The management of osteoarthritis remains a challenge and hence a safe and efficient treatment modality is much in demand. Several in vitro studies have demonstrated the beneficial effects of curcumin on cartilage in OA. Hence, a handful of clinical trials were undertaken (Henrotin et al., 2014). Panahi et al. showed that treatment with curcuminoids (1500 mg·day⁻¹ in three divided doses) of OA patients resulted in a reduction in pain and physical function scores but not the stiffness score OA index. Thus, curcuminoids present a safe and highly efficacious treatment choice for OA (Panahi et al., 2014b). Another study also reported the efficacy of curcumin in the treatment of knee OA patients as evinced through the decrease of a cartilage specific biomarker, Coll2‐1 (Henrotin et al., 2014). In addition, adjuvant therapy of curcumin with diclofenac has exhibited advantageous outcome in the treatment of primary knee OA (Pinsornsak and Niempoog, 2012). In addition, turmeric extract has also shown to be safe and effective in reducing the pain and improving the function of OA patients. In a study conducted with 367 patients, administration of Curcuma domestica extracts (1500 mg·day⁻¹ for 4 weeks) resulted in improved osteoarthritis index, and its efficacy was found to be quite comparable with that of ibuprofen (Kuptniratsaikul et al., 2014).

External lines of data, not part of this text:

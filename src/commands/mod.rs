pub mod documents;
pub mod navigation;
pub mod session;
pub mod sources;
pub mod status;

pub use session::ViewerSession;
pub use sources::SourceTarget;
//! Typed views of the backend payloads rendered by the viewer.
//!
//! A [`Document`] keeps both the typed payload used by the section builders
//! and the raw JSON the source-reference correlator walks.

use std::path::Path;

use serde_json::Value;
use tracing::{debug, info};

use crate::core::{
    errors::{AppError, AppResult},
    types::DocumentKind,
};

pub mod kinds;
pub mod records;
pub mod value;

pub use kinds::{BrdDocument, DashboardDocument, MeetingDocument, RaidDocument, SowDocument};
pub use value::{FieldValue, Record};

#[derive(Debug, Clone)]
pub enum DocumentPayload {
    Sow(SowDocument),
    Brd(BrdDocument),
    Raid(RaidDocument),
    Meeting(MeetingDocument),
    Dashboard(DashboardDocument),
}

#[derive(Debug, Clone)]
pub struct Document {
    pub kind: DocumentKind,
    pub fingerprint: String,
    pub raw: Value,
    pub payload: DocumentPayload,
}

impl Document {
    pub fn from_value(kind: DocumentKind, raw: Value) -> AppResult<Self> {
        if !raw.is_object() {
            return Err(AppError::InvalidDocument(format!(
                "{} payload must be a JSON object, got {}",
                kind.as_str(),
                value::value_kind(&raw)
            )));
        }

        let fingerprint = value::checksum_text(&raw.to_string());
        let payload = match kind {
            DocumentKind::Sow => DocumentPayload::Sow(serde_json::from_value(raw.clone())?),
            DocumentKind::Brd => DocumentPayload::Brd(serde_json::from_value(raw.clone())?),
            DocumentKind::Raid => DocumentPayload::Raid(serde_json::from_value(raw.clone())?),
            DocumentKind::Meeting => {
                DocumentPayload::Meeting(serde_json::from_value(raw.clone())?)
            }
            DocumentKind::Dashboard => {
                DocumentPayload::Dashboard(serde_json::from_value(raw.clone())?)
            }
        };
        debug!(kind = kind.as_str(), %fingerprint, "document parsed");

        Ok(Self {
            kind,
            fingerprint,
            raw,
            payload,
        })
    }

    /// Title shown above the outline.
    pub fn title(&self) -> String {
        match &self.payload {
            DocumentPayload::Meeting(meeting) => meeting
                .meeting
                .as_ref()
                .and_then(|info| info.meeting_name.as_ref())
                .and_then(FieldValue::as_text)
                .map(str::trim)
                .filter(|name| !name.is_empty())
                .map(ToString::to_string)
                .unwrap_or_else(|| self.kind.display_name().to_string()),
            _ => self.kind.display_name().to_string(),
        }
    }
}

pub fn parse_document(kind: DocumentKind, text: &str) -> AppResult<Document> {
    let raw: Value = serde_json::from_str(text)?;
    Document::from_value(kind, raw)
}

pub fn load_document(kind: DocumentKind, path: &Path) -> AppResult<Document> {
    if !path.exists() {
        return Err(AppError::NotFound(format!("file {}", path.display())));
    }
    let text = std::fs::read_to_string(path)
        .map_err(|err| AppError::Io(format!("cannot read {}: {err}", path.display())))?;
    let document = parse_document(kind, &text)?;
    info!(
        kind = kind.as_str(),
        path = %path.display(),
        fingerprint = %document.fingerprint,
        "document loaded"
    );
    Ok(document)
}
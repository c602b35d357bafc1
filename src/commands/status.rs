use super::ViewerSession;
use crate::{
    core::{
        errors::{AppError, AppResult},
        types::{RecordKey, SetRequirementStatusResponse, SetRiskIssueStatusResponse},
    },
    sections::status::{RequirementStatus, RiskIssueStatus, TriageStatus},
};

fn parsed<S: TriageStatus>(raw: &str) -> AppResult<S> {
    S::parse(raw).ok_or_else(|| AppError::InvalidInput(format!("unknown status: {raw}")))
}

pub fn set_requirement_status(
    session: &mut ViewerSession,
    record_key: String,
    status: &str,
) -> AppResult<SetRequirementStatusResponse> {
    let next: RequirementStatus = parsed(status)?;
    let key = RecordKey(record_key);
    if !session.has_requirement(&key)? {
        return Err(AppError::NotFound(format!("requirement {key}")));
    }
    let status = session.requirement_statuses.apply(key.clone(), next)?;
    session.rebuild();
    Ok(SetRequirementStatusResponse {
        record_key: key.0,
        status,
    })
}

pub fn set_risk_issue_status(
    session: &mut ViewerSession,
    record_key: String,
    status: &str,
) -> AppResult<SetRiskIssueStatusResponse> {
    let next: RiskIssueStatus = parsed(status)?;
    let key = RecordKey(record_key);
    if !session.has_risk_issue(&key)? {
        return Err(AppError::NotFound(format!("risk or issue {key}")));
    }
    let status = session.risk_issue_statuses.apply(key.clone(), next)?;
    session.rebuild();
    Ok(SetRiskIssueStatusResponse {
        record_key: key.0,
        status,
    })
}
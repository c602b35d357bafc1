fn main() -> std::process::ExitCode {
    designer_lib::run()
}
//! Source-reference correlation.
//!
//! References are not declared anywhere in the document schema; they are
//! discovered by walking the JSON for `source_references` arrays. The walk
//! assumes tree-shaped input (plain deserialized JSON has no back-references)
//! and stops descending at a configurable depth.

use schemars::JsonSchema;
use serde::{Deserialize, Serialize};
use serde_json::Value;
use tracing::{debug, warn};

use crate::{
    core::{
        config::DEFAULT_REFERENCE_DEPTH,
        types::{DocumentKind, SourceReference},
    },
    documents::Document,
};

pub mod viewer;

pub use viewer::{SourceDetail, SourceListItem, SourceViewer};

pub const REFERENCES_FIELD: &str = "source_references";
pub const HIGH_CONFIDENCE: f64 = 0.8;
pub const MEDIUM_CONFIDENCE: f64 = 0.6;

#[derive(Debug, Clone, Copy, PartialEq, Eq, Serialize, Deserialize, JsonSchema)]
#[serde(rename_all = "snake_case")]
pub enum ConfidenceBand {
    High,
    Medium,
    Low,
}

impl ConfidenceBand {
    pub fn of(confidence: f64) -> Self {
        if confidence >= HIGH_CONFIDENCE {
            Self::High
        } else if confidence >= MEDIUM_CONFIDENCE {
            Self::Medium
        } else {
            Self::Low
        }
    }

    pub fn color(&self) -> &'static str {
        match self {
            Self::High => "#4CAF50",
            Self::Medium => "#FF9800",
            Self::Low => "#F44336",
        }
    }

    pub fn as_str(&self) -> &'static str {
        match self {
            Self::High => "high",
            Self::Medium => "medium",
            Self::Low => "low",
        }
    }
}

pub fn confidence_percent(confidence: f64) -> i64 {
    (confidence * 100.0).round() as i64
}

/// Aggregate badge for a set of references.
#[derive(Debug, Clone, PartialEq, Eq, Serialize, Deserialize, JsonSchema)]
#[serde(rename_all = "camelCase")]
pub struct Indicator {
    pub total: usize,
    pub high: usize,
    pub medium: usize,
    pub low: usize,
    pub label: String,
}

impl Indicator {
    /// Bands with at least one reference, in high → low order.
    pub fn bands(&self) -> Vec<(ConfidenceBand, usize)> {
        [
            (ConfidenceBand::High, self.high),
            (ConfidenceBand::Medium, self.medium),
            (ConfidenceBand::Low, self.low),
        ]
        .into_iter()
        .filter(|(_, count)| *count > 0)
        .collect()
    }
}

/// Returns `None` for an empty reference list; callers render nothing.
pub fn build_indicator(references: &[SourceReference]) -> Option<Indicator> {
    if references.is_empty() {
        return None;
    }
    let (mut high, mut medium, mut low) = (0, 0, 0);
    for reference in references {
        match ConfidenceBand::of(reference.confidence) {
            ConfidenceBand::High => high += 1,
            ConfidenceBand::Medium => medium += 1,
            ConfidenceBand::Low => low += 1,
        }
    }
    let total = references.len();
    Some(Indicator {
        total,
        high,
        medium,
        low,
        label: format!("{total} source references available"),
    })
}

pub fn extract_references(value: &Value) -> Vec<SourceReference> {
    extract_references_with_limit(value, DEFAULT_REFERENCE_DEPTH)
}

pub fn extract_references_with_limit(value: &Value, depth_limit: usize) -> Vec<SourceReference> {
    let mut references = Vec::new();
    collect(value, 0, depth_limit, &mut references);
    references
}

fn collect(value: &Value, depth: usize, depth_limit: usize, out: &mut Vec<SourceReference>) {
    if depth > depth_limit {
        warn!(depth, "source reference scan hit depth limit");
        return;
    }
    let map = match value {
        Value::Object(map) => map,
        Value::Array(items) => {
            for item in items.iter().filter(|item| item.is_object()) {
                collect(item, depth + 1, depth_limit, out);
            }
            return;
        }
        _ => return,
    };

    if let Some(Value::Array(items)) = map.get(REFERENCES_FIELD) {
        for item in items {
            match serde_json::from_value::<SourceReference>(item.clone()) {
                Ok(reference) if item.is_object() => out.push(reference),
                _ => debug!("skipping malformed source reference"),
            }
        }
    }

    for child in map.values() {
        if child.is_object() || child.is_array() {
            collect(child, depth + 1, depth_limit, out);
        }
    }
}

/// References found under the document fields a section is built from.
pub fn references_for_section(
    document: &Document,
    section_id: &str,
    depth_limit: usize,
) -> Vec<SourceReference> {
    let mut references = Vec::new();
    for path in section_paths(document.kind, section_id) {
        let node = path
            .iter()
            .try_fold(&document.raw, |node, key| node.get(*key));
        if let Some(node) = node {
            collect(node, 0, depth_limit, &mut references);
        }
    }
    references
}

fn section_paths(kind: DocumentKind, section_id: &str) -> &'static [&'static [&'static str]] {
    match (kind, section_id) {
        (DocumentKind::Sow, "overview") => &[&["scope_summary"], &["assumptions"]],
        (DocumentKind::Sow, "project-overview" | "primary-objective" | "out-of-scope") => {
            &[&["scope_summary"]]
        }
        (DocumentKind::Sow, "assumptions") => &[&["assumptions"]],
        (DocumentKind::Sow, "modules") => &[&["modules"]],
        (DocumentKind::Sow, "licenses") => &[&["salesforce_licenses"]],
        (DocumentKind::Sow, "stakeholders") => &[&["business_units"]],
        (DocumentKind::Sow, "validation") => &[&["validation_summary"]],

        (DocumentKind::Brd, "business-units-teams") => &[&["business_units_teams"]],
        (DocumentKind::Brd, "modules-processes") => &[&["modules_processes"]],
        (DocumentKind::Brd, "license-list") => &[&["license_list"]],
        (DocumentKind::Brd, "personas") => &[&["personas"]],
        (DocumentKind::Brd, "requirements") => &[&["requirements"]],
        (DocumentKind::Brd, "current-state") => &[&["current_state"]],
        (DocumentKind::Brd, "target-state") => &[&["target_state"]],
        (DocumentKind::Brd, "applications-integrate") => &[&["applications_to_integrate"]],
        (DocumentKind::Brd, "data-migration") => &[&["data_migration"]],
        (DocumentKind::Brd, "data-model") => &[&["data_model"]],
        (DocumentKind::Brd, "metadata-updates") => &[&["metadata_updates"]],

        (DocumentKind::Raid, "risks-issues") => &[&["risks_issues"]],
        (DocumentKind::Raid, "action-items") => &[&["action_items"]],
        (DocumentKind::Raid, "decisions") => &[&["decisions"]],
        (DocumentKind::Raid, "dependencies") => &[&["dependencies"]],
        (DocumentKind::Raid, "pain-points") => &[&["pain_points"]],

        (DocumentKind::Meeting, "meeting-overview") => &[&["meeting"]],
        (DocumentKind::Meeting, "org-structure") => {
            &[&["extractions", "bu_teams"], &["extractions", "personas"]]
        }
        (DocumentKind::Meeting, "requirements") => &[
            &["extractions", "requirements"],
            &["extractions", "modules_processes"],
            &["extractions", "pain_points"],
            &["extractions", "current_state"],
            &["extractions", "target_state"],
        ],
        (DocumentKind::Meeting, "raidd") => &[
            &["extractions", "risks_issues"],
            &["extractions", "action_items"],
            &["extractions", "decisions"],
            &["extractions", "dependencies"],
        ],
        (DocumentKind::Meeting, "data-systems") => &[
            &["extractions", "integrations"],
            &["extractions", "data_migration"],
            &["extractions", "data_model"],
            &["extractions", "metadata_updates"],
        ],

        (DocumentKind::Dashboard, "recent-meetings") => &[&["recent_meetings"]],
        (DocumentKind::Dashboard, "upcoming-meetings") => &[&["upcoming_meetings"]],
        (DocumentKind::Dashboard, "recent-activity") => &[&["recent_activity"]],
        _ => &[],
    }
}
use std::path::Path;

use tracing::info;

use super::ViewerSession;
use crate::{
    core::{
        errors::{AppError, AppResult},
        types::{DocumentKind, ExportMarkdownResponse, OpenDocumentResponse},
    },
    documents::{load_document, parse_document, Document},
    render,
};

fn parsed_kind(kind: &str) -> AppResult<DocumentKind> {
    DocumentKind::parse(kind)
        .ok_or_else(|| AppError::InvalidInput(format!("unknown document kind: {kind}")))
}

fn install(session: &mut ViewerSession, document: Document) -> AppResult<OpenDocumentResponse> {
    let reset = session.load(document);
    Ok(OpenDocumentResponse {
        document: session.summary()?,
        active_section_id: session.navigation.active_section_id.clone(),
        reset,
    })
}

pub fn open_document(
    session: &mut ViewerSession,
    kind: &str,
    json: &str,
) -> AppResult<OpenDocumentResponse> {
    let kind = parsed_kind(kind)?;
    if json.trim().is_empty() {
        return Err(AppError::InvalidInput("document body cannot be empty".to_string()));
    }
    let document = parse_document(kind, json)?;
    install(session, document)
}

pub fn open_document_file(
    session: &mut ViewerSession,
    kind: &str,
    file_path: &Path,
) -> AppResult<OpenDocumentResponse> {
    let kind = parsed_kind(kind)?;
    let document = load_document(kind, file_path)?;
    install(session, document)
}

pub fn export_markdown(session: &ViewerSession) -> AppResult<ExportMarkdownResponse> {
    let document = session.require_document()?;
    let markdown = render::markdown(&document.title(), &session.sections);
    info!(
        kind = document.kind.as_str(),
        bytes = markdown.len(),
        "document exported as markdown"
    );
    Ok(ExportMarkdownResponse { markdown })
}

/// Writes the markdown export to `export_path`, creating parent directories.
pub fn export_markdown_file(
    session: &ViewerSession,
    export_path: &Path,
) -> AppResult<ExportMarkdownResponse> {
    let response = export_markdown(session)?;
    if let Some(parent) = export_path.parent().filter(|p| !p.as_os_str().is_empty()) {
        std::fs::create_dir_all(parent).map_err(|err| AppError::Io(err.to_string()))?;
    }
    std::fs::write(export_path, &response.markdown)?;
    Ok(response)
}
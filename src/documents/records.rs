use serde::{Deserialize, Serialize};

use super::value::FieldValue;

#[derive(Debug, Clone, Default, PartialEq, Serialize, Deserialize)]
#[serde(default)]
pub struct BusinessUnitTeam {
    pub business_unit: Option<FieldValue>,
    pub teams: Option<FieldValue>,
    pub notes_md: Option<FieldValue>,
}

#[derive(Debug, Clone, Default, PartialEq, Serialize, Deserialize)]
#[serde(default)]
pub struct ModuleProcess {
    pub module_name: Option<FieldValue>,
    pub processes: Option<FieldValue>,
    pub scope_tag: Option<FieldValue>,
    pub notes_md: Option<FieldValue>,
}

#[derive(Debug, Clone, Default, PartialEq, Serialize, Deserialize)]
#[serde(default)]
pub struct License {
    pub license_type: Option<FieldValue>,
    pub count: Option<FieldValue>,
    pub allocation_md: Option<FieldValue>,
    pub notes_md: Option<FieldValue>,
}

#[derive(Debug, Clone, Default, PartialEq, Serialize, Deserialize)]
#[serde(default)]
pub struct Persona {
    pub persona_name: Option<FieldValue>,
    pub responsibilities: Option<FieldValue>,
    pub primary_modules: Option<FieldValue>,
}

#[derive(Debug, Clone, Default, PartialEq, Serialize, Deserialize)]
#[serde(default)]
pub struct Requirement {
    pub requirement_type: Option<FieldValue>,
    pub description_md: Option<FieldValue>,
    pub acceptance_criteria: Option<FieldValue>,
}

/// As-is / to-be state statements.
#[derive(Debug, Clone, Default, PartialEq, Serialize, Deserialize)]
#[serde(default)]
pub struct StateDescription {
    pub description_md: Option<FieldValue>,
}

#[derive(Debug, Clone, Default, PartialEq, Serialize, Deserialize)]
#[serde(default)]
pub struct Integration {
    pub application_name: Option<FieldValue>,
    pub purpose_md: Option<FieldValue>,
    pub integration_type: Option<FieldValue>,
    pub directionality: Option<FieldValue>,
    pub notes_md: Option<FieldValue>,
}

#[derive(Debug, Clone, Default, PartialEq, Serialize, Deserialize)]
#[serde(default)]
pub struct DataMigration {
    pub source_md: Option<FieldValue>,
    pub mapping_notes_md: Option<FieldValue>,
    pub cleansing_rules_md: Option<FieldValue>,
    pub tools_md: Option<FieldValue>,
}

#[derive(Debug, Clone, Default, PartialEq, Serialize, Deserialize)]
#[serde(default)]
pub struct DataModelEntity {
    pub entity_name: Option<FieldValue>,
    pub entity_type: Option<FieldValue>,
    pub key_fields: Option<FieldValue>,
    pub relationships_md: Option<FieldValue>,
}

#[derive(Debug, Clone, Default, PartialEq, Serialize, Deserialize)]
#[serde(default)]
pub struct MetadataUpdate {
    pub component_type: Option<FieldValue>,
    pub api_name_md: Option<FieldValue>,
    pub change_type: Option<FieldValue>,
    pub scope_md: Option<FieldValue>,
}

#[derive(Debug, Clone, Default, PartialEq, Serialize, Deserialize)]
#[serde(default)]
pub struct RiskIssue {
    #[serde(rename = "type")]
    pub kind: Option<FieldValue>,
    pub description_md: Option<FieldValue>,
    pub impact_md: Option<FieldValue>,
    pub mitigation_md: Option<FieldValue>,
    pub owner_md: Option<FieldValue>,
    pub due_date: Option<FieldValue>,
}

#[derive(Debug, Clone, Default, PartialEq, Serialize, Deserialize)]
#[serde(default)]
pub struct ActionItem {
    pub task_md: Option<FieldValue>,
    pub item_status: Option<FieldValue>,
    pub owner_md: Option<FieldValue>,
    pub due_date: Option<FieldValue>,
}

#[derive(Debug, Clone, Default, PartialEq, Serialize, Deserialize)]
#[serde(default)]
pub struct Decision {
    pub decision_md: Option<FieldValue>,
    pub rationale_md: Option<FieldValue>,
    pub decided_on: Option<FieldValue>,
    pub approver_md: Option<FieldValue>,
}

#[derive(Debug, Clone, Default, PartialEq, Serialize, Deserialize)]
#[serde(default)]
pub struct Dependency {
    pub description_md: Option<FieldValue>,
    #[serde(rename = "type")]
    pub kind: Option<FieldValue>,
    pub depends_on_md: Option<FieldValue>,
    pub owner_md: Option<FieldValue>,
}

#[derive(Debug, Clone, Default, PartialEq, Serialize, Deserialize)]
#[serde(default)]
pub struct PainPoint {
    pub pain_point_md: Option<FieldValue>,
    pub affected_bu_md: Option<FieldValue>,
    pub impact_md: Option<FieldValue>,
}
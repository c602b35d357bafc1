use schemars::JsonSchema;
use serde::{Deserialize, Serialize};

use super::{confidence_percent, ConfidenceBand};
use crate::core::{
    errors::{AppError, AppResult},
    types::SourceReference,
};

#[derive(Debug, Clone, PartialEq, Serialize, Deserialize, JsonSchema)]
#[serde(rename_all = "camelCase")]
pub struct SourceListItem {
    pub index: usize,
    pub file_name: String,
    pub page_section: String,
    pub quote_text: String,
    pub confidence_percent: i64,
    pub band: ConfidenceBand,
    pub color: String,
    pub active: bool,
}

#[derive(Debug, Clone, PartialEq, Serialize, Deserialize, JsonSchema)]
#[serde(rename_all = "camelCase")]
pub struct SourceDetail {
    pub file_name: String,
    pub page_section: String,
    pub quote_text: String,
    pub confidence: f64,
    pub confidence_percent: i64,
    pub band: ConfidenceBand,
    pub color: String,
}

impl From<&SourceReference> for SourceDetail {
    fn from(reference: &SourceReference) -> Self {
        let band = ConfidenceBand::of(reference.confidence);
        Self {
            file_name: reference.file_name.clone(),
            page_section: reference.page_section.clone(),
            quote_text: reference.quote_text.clone(),
            confidence: reference.confidence,
            confidence_percent: confidence_percent(reference.confidence),
            band,
            color: band.color().to_string(),
        }
    }
}

/// Detail view over one set of references. Selection lives only as long as
/// the viewer does.
#[derive(Debug, Clone, PartialEq)]
pub struct SourceViewer {
    references: Vec<SourceReference>,
    active: Option<usize>,
}

impl SourceViewer {
    /// Returns `None` when there is nothing to show.
    pub fn open(references: Vec<SourceReference>) -> Option<Self> {
        if references.is_empty() {
            return None;
        }
        Some(Self {
            references,
            active: None,
        })
    }

    pub fn references(&self) -> &[SourceReference] {
        &self.references
    }

    pub fn heading(&self) -> String {
        format!("All References ({})", self.references.len())
    }

    pub fn items(&self) -> Vec<SourceListItem> {
        self.references
            .iter()
            .enumerate()
            .map(|(index, reference)| {
                let band = ConfidenceBand::of(reference.confidence);
                SourceListItem {
                    index,
                    file_name: reference.file_name.clone(),
                    page_section: reference.page_section.clone(),
                    quote_text: reference.quote_text.clone(),
                    confidence_percent: confidence_percent(reference.confidence),
                    band,
                    color: band.color().to_string(),
                    active: self.active == Some(index),
                }
            })
            .collect()
    }

    pub fn select(&mut self, index: usize) -> AppResult<SourceDetail> {
        let reference = self
            .references
            .get(index)
            .ok_or_else(|| AppError::NotFound(format!("source reference {index}")))?;
        self.active = Some(index);
        Ok(SourceDetail::from(reference))
    }

    pub fn clear_selection(&mut self) {
        self.active = None;
    }

    pub fn active(&self) -> Option<SourceDetail> {
        self.active
            .and_then(|index| self.references.get(index))
            .map(SourceDetail::from)
    }
}
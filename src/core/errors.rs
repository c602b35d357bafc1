use serde::ser::SerializeStruct;
use thiserror::Error;

#[derive(Debug, Error)]
pub enum AppError {
    #[error("invalid input: {0}")]
    InvalidInput(String),
    #[error("not found: {0}")]
    NotFound(String),
    #[error("io error: {0}")]
    Io(String),
    #[error("invalid document: {0}")]
    InvalidDocument(String),
    #[error("invalid status transition: {0}")]
    InvalidTransition(String),
    #[error("no document loaded")]
    NoDocument,
    #[error("internal error: {0}")]
    Internal(String),
}

impl serde::Serialize for AppError {
    fn serialize<S>(&self, serializer: S) -> Result<S::Ok, S::Error>
    where
        S: serde::Serializer,
    {
        let mut state = serializer.serialize_struct("AppError", 2)?;
        state.serialize_field("code", self.code())?;
        state.serialize_field("message", &self.to_string())?;
        state.end()
    }
}

impl AppError {
    pub fn code(&self) -> &'static str {
        match self {
            Self::InvalidInput(_) => "INVALID_INPUT",
            Self::NotFound(_) => "NOT_FOUND",
            Self::Io(_) => "IO_ERROR",
            Self::InvalidDocument(_) => "INVALID_DOCUMENT",
            Self::InvalidTransition(_) => "INVALID_TRANSITION",
            Self::NoDocument => "NO_DOCUMENT",
            Self::Internal(_) => "INTERNAL_ERROR",
        }
    }
}

impl From<std::io::Error> for AppError {
    fn from(value: std::io::Error) -> Self {
        Self::Io(value.to_string())
    }
}

impl From<serde_json::Error> for AppError {
    fn from(value: serde_json::Error) -> Self {
        Self::InvalidDocument(value.to_string())
    }
}

pub type AppResult<T> = Result<T, AppError>;

#[cfg(test)]
mod tests {
    use super::AppError;

    #[test]
    fn serializes_code_and_message() {
        let err = AppError::InvalidTransition("requirement already approved".to_string());
        let value = serde_json::to_value(&err).expect("serialize error");

        assert_eq!(value["code"], "INVALID_TRANSITION");
        assert_eq!(
            value["message"],
            "invalid status transition: requirement already approved"
        );
    }
}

To improve the efficacy of curcumin, different formulations have been used for the treatment of OA patients. Theracurmin® (manufactured by Theravalues Corporation, Kioicho, Tokyo, Japan) was used by the Nakagawa and group to evaluate its improved efficacy in the treatment of patients with knee OA. Theracurmin was shown to be effective against knee OA by lowering the knee pain visual analogue scale without causing any major toxic effects (Nakagawa et al., 2014). Another formulation Meriva, a complex of curcumin with soy phosphatidylcholine, has been found to be highly effective in the clinicomanagement of OA. The report also suggested the enhanced stability and improved absorption of curcumin taken in this form, as well as improvements in the clinical and biochemical end points in OA patients (Belcaro et al., 2010b; 2014).

Peptic ulcer

Peptic ulcer is a multifactorial disease, the complications of which remain a major challenge (Farzaei et al., 2015). There is much evidence suggesting that curcumin could play a pivotal role in the management of such ulcers. Henceforth, a phase II clinical trial to measure the effect of turmeric on the healing of peptic ulcers was performed. A few patients showed a complete absence of ulcers after the 8 weeks of treatment, whereas others did not have ulcers after 12 weeks (Prucksunand et al., 2001), indicating its great efficacy against this disease.

Rheumatoid arthritis (RA)

Curcumin has displayed potent antiarthritic effects. A pilot clinical study investigated the safety and efficacy of curcumin in active rheumatoid arthritis patients and it showed an improvement in overall DAS (disease activity score) and ACR (American College of Rheumatology) scores. The safety and superiority of curcumin treatment was well evidenced (Chandran and Goel, 2012). Moreover, the curcumin treatment was also found to reduce the stiffness and swelling in the joints of patients with RA (Hanai et al., 2006).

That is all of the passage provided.